What you should do> Copy out each line of the material that includes the word "crate".

Data for processing>

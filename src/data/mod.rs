//! Data sources and datasets
//!
//! Data sources produce labelled samples and describe where they came from. Datasets wrap a
//! data source, compute its feature and label domains, and record the source's provenance
//! as their `source-provenance`.

pub mod csv;
pub mod dataset;
pub mod libsvm;
pub mod memory;
pub mod split;

pub use self::csv::CSVSource;
pub use self::dataset::{MinimumCardinalityDataset, MutableDataset};
pub use self::libsvm::LibSVMSource;
pub use self::memory::InMemorySource;
pub use self::split::{SplitDataSource, TrainTestSplitter};

/// Map any numeric label onto the binary {-1, +1} domain
pub(crate) fn binarize_label(label: f64) -> f64 {
    if label == 1.0 || label == -1.0 {
        label
    } else if label > 0.0 {
        1.0
    } else {
        -1.0
    }
}

/// Default name of the feature with the given id
pub(crate) fn default_feature_name(id: usize) -> String {
    format!("feature-{id}")
}
//! Kernel trait definition

use crate::core::SparseVector;
use crate::provenance::ObjectProvenance;

/// Kernel function trait
///
/// A kernel function K(x, y) must satisfy Mercer's condition to be valid for SVM.
pub trait Kernel: Send + Sync {
    /// Compute kernel value K(x, y)
    fn compute(&self, x: &SparseVector, y: &SparseVector) -> f64;

    /// Configured provenance of the kernel, enough to rebuild it
    fn provenance(&self) -> ObjectProvenance;
}
impl ProvenanceNode {
    /// Short name of the node kind, used in diagnostics
    pub fn kind_name(&self) -> &'static str {
        match self {
            ProvenanceNode::Primitive(_) => "primitive",
            ProvenanceNode::List(_) => "list",
            ProvenanceNode::Map(_) => "map",
            ProvenanceNode::Object(obj) => obj.kind.as_str(),
        }
    }

    pub fn as_primitive(&self) -> Option<&PrimitiveValue> {
        match self {
            ProvenanceNode::Primitive(value) => Some(value),
            _ => None,
        }
    }

    pub fn as_object(&self) -> Option<&ObjectProvenance> {
        match self {
            ProvenanceNode::Object(obj) => Some(obj),
            _ => None,
        }
    }
}

impl From<PrimitiveValue> for ProvenanceNode {
    fn from(value: PrimitiveValue) -> Self {
        ProvenanceNode::Primitive(value)
    }
}

impl From<ObjectProvenance> for ProvenanceNode {
    fn from(value: ObjectProvenance) -> Self {
        ProvenanceNode::Object(value)
    }
}

impl From<Vec<ProvenanceNode>> for ProvenanceNode {
    fn from(value: Vec<ProvenanceNode>) -> Self {
        ProvenanceNode::List(value)
    }
}

impl From<BTreeMap<String, ProvenanceNode>> for ProvenanceNode {
    fn from(value: BTreeMap<String, ProvenanceNode>) -> Self {
        ProvenanceNode::Map(value)
    }
}

impl From<&str> for ProvenanceNode {
    fn from(value: &str) -> Self {
        ProvenanceNode::Primitive(value.into())
    }
}

impl From<String> for ProvenanceNode {
    fn from(value: String) -> Self {
        ProvenanceNode::Primitive(value.into())
    }
}

impl From<i64> for ProvenanceNode {
    fn from(value: i64) -> Self {
        ProvenanceNode::Primitive(value.into())
    }
}

impl From<f64> for ProvenanceNode {
    fn from(value: f64) -> Self {
        ProvenanceNode::Primitive(value.into())
    }
}

impl From<bool> for ProvenanceNode {
    fn from(value: bool) -> Self {
        ProvenanceNode::Primitive(value.into())
    }
}

/// Provenance of one object: its class, its configuration and recorded instance values
#[derive(Debug, Clone, Serialize, Deserialize)]
#[serde(rename_all = "kebab-case")]
pub struct ObjectProvenance {
    kind: ObjectKind,
    class_name: String,
    configurable: bool,
    configured: Vec<(String, ProvenanceNode)>,
    instance: Vec<(String, ProvenanceNode)>,
}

Answer space>
pub(crate) fn binarize_label(label: f64) -> f64 {
pub(crate) fn default_feature_name(id: usize) -> String {
use crate::core::SparseVector;
use crate::provenance::ObjectProvenance;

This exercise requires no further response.